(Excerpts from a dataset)
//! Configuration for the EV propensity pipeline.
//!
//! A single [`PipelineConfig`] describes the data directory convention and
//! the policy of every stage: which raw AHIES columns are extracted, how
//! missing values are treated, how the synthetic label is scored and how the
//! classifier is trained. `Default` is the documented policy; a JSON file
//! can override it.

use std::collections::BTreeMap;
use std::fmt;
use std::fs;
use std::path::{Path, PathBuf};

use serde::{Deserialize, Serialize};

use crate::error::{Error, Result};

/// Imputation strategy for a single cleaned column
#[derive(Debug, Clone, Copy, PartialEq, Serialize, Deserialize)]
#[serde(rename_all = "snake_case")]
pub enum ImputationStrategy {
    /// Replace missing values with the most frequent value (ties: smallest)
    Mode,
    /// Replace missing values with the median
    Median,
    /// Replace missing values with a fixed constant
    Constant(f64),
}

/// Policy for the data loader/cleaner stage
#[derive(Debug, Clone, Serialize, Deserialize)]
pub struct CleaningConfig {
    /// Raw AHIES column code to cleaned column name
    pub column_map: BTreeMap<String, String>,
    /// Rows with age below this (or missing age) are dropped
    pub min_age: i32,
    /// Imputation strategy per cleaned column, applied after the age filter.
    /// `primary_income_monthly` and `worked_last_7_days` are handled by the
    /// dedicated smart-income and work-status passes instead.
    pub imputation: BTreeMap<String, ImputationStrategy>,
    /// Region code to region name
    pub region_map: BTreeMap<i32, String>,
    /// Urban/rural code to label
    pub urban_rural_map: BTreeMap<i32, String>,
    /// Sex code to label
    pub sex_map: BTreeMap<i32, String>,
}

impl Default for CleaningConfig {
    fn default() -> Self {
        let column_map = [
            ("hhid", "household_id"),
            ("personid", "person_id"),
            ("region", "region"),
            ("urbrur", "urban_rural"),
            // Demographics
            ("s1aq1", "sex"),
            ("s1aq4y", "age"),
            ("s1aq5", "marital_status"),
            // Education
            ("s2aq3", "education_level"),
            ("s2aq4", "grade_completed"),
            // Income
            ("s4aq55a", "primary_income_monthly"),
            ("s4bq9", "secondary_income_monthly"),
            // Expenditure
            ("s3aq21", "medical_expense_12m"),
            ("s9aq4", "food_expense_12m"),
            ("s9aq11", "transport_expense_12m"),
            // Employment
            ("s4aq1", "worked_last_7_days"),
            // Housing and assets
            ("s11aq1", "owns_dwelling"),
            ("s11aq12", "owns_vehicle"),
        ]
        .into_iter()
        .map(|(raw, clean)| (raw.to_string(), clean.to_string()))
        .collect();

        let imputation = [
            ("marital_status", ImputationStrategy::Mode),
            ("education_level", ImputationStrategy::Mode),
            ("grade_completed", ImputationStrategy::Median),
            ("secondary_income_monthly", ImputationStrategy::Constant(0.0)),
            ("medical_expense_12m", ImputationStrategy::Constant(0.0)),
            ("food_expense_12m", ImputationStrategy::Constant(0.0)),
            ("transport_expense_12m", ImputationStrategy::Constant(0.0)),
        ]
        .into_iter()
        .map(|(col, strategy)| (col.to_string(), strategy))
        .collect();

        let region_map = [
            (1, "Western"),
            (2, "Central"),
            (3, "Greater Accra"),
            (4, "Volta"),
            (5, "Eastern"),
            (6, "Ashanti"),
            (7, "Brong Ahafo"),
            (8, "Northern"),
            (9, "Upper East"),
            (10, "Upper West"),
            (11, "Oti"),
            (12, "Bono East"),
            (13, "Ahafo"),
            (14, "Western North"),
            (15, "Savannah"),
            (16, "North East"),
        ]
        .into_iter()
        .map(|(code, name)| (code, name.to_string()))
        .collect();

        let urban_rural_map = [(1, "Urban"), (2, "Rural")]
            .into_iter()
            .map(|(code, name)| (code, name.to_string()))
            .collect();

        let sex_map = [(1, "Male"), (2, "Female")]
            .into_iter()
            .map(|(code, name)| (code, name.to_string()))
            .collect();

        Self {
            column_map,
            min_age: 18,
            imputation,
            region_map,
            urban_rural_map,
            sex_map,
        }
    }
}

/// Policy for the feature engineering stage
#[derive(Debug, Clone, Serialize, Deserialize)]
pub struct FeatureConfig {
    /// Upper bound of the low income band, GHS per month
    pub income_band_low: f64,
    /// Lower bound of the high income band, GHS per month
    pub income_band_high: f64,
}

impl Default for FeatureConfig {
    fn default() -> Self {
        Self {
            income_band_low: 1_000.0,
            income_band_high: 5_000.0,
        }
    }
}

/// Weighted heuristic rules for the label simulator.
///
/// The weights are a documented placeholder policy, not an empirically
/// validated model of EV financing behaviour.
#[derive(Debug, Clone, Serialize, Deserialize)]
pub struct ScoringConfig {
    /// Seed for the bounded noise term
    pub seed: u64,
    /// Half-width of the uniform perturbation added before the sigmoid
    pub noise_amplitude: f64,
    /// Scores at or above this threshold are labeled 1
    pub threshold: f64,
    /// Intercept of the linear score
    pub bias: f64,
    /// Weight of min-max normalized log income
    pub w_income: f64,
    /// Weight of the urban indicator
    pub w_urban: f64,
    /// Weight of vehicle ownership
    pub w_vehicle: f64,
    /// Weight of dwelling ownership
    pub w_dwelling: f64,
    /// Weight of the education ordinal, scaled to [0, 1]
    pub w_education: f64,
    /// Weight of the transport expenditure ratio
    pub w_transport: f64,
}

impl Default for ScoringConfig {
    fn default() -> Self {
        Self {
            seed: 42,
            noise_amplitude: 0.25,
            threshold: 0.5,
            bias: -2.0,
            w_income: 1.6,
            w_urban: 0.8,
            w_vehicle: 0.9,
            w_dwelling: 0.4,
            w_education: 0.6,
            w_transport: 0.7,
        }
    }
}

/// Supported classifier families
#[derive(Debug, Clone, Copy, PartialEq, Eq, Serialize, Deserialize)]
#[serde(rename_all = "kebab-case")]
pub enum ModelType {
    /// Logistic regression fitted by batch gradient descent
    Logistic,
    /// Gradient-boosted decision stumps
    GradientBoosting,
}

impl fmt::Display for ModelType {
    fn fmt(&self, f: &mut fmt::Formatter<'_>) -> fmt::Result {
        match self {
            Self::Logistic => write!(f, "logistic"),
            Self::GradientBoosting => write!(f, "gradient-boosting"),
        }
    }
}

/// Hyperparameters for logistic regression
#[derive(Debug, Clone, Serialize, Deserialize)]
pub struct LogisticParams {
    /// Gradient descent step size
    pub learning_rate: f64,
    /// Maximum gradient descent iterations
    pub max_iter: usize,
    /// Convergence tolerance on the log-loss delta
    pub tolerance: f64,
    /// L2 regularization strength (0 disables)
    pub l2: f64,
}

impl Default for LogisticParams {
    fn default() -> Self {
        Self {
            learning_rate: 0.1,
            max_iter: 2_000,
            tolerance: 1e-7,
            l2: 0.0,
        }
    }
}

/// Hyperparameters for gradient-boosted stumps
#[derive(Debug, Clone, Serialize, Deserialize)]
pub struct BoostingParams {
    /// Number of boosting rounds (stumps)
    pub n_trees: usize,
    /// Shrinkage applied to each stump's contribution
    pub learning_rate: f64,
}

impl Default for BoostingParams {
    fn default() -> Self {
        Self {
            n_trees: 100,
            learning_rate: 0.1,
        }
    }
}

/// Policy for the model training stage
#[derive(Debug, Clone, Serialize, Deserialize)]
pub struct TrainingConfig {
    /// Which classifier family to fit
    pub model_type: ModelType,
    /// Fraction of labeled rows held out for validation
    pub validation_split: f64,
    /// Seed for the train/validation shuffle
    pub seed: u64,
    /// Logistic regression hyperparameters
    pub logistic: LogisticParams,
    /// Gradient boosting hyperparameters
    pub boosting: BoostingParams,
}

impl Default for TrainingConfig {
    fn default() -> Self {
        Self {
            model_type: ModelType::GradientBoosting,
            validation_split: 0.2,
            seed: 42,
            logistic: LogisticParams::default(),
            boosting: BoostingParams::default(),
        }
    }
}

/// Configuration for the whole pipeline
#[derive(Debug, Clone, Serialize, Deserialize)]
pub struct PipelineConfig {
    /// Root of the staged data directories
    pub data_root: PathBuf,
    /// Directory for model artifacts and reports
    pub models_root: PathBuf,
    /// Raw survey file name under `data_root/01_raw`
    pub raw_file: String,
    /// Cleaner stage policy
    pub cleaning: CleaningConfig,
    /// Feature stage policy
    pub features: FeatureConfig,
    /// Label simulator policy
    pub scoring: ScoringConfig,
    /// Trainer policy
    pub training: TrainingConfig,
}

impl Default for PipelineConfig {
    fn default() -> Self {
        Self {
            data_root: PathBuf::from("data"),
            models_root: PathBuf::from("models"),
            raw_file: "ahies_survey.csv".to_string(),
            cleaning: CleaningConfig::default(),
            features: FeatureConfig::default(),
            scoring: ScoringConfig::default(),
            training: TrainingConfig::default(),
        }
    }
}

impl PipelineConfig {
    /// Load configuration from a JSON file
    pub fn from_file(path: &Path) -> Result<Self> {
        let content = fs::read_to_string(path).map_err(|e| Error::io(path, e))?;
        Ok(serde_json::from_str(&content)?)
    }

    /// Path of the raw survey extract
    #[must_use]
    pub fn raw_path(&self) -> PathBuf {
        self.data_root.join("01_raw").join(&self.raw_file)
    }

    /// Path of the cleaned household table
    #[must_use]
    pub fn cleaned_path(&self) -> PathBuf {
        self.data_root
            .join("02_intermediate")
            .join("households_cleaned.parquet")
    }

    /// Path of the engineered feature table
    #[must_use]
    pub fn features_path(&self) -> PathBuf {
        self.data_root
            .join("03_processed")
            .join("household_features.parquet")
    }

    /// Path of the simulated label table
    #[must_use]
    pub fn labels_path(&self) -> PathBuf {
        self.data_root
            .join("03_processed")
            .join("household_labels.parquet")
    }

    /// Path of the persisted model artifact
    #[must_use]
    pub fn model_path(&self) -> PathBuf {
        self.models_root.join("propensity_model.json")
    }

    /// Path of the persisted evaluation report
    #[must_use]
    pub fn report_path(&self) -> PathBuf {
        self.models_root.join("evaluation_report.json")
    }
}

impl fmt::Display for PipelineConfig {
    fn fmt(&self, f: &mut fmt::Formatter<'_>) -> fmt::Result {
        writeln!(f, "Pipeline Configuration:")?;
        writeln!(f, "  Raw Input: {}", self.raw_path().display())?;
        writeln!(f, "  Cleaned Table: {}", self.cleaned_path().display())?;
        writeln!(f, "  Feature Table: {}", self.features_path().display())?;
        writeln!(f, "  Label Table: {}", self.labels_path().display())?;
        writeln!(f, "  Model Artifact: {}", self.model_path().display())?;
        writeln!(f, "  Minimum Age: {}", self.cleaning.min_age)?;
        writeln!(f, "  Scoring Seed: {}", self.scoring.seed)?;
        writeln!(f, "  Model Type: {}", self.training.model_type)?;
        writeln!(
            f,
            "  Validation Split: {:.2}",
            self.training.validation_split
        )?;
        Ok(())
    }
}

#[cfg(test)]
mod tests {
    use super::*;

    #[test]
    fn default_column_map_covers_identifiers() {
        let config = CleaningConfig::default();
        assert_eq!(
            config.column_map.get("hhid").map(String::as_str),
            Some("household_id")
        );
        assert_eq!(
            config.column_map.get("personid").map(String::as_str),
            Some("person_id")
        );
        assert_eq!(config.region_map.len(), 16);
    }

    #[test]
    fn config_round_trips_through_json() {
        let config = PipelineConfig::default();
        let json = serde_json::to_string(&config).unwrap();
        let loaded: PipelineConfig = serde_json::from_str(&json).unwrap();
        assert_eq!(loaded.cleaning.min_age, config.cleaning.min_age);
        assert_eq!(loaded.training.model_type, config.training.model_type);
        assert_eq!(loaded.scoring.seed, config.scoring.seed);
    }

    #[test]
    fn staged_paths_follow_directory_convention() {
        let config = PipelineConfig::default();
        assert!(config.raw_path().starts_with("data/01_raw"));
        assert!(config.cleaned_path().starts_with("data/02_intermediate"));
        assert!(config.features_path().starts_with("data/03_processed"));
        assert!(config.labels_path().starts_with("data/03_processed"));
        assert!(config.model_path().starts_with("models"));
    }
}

### WHAT IS NEEDED
Copy each line from the data above that includes "TrainingConfig".

### WORKED SOLUTION
pub struct TrainingConfig {
impl Default for TrainingConfig {
    pub training: TrainingConfig,
            training: TrainingConfig::default(),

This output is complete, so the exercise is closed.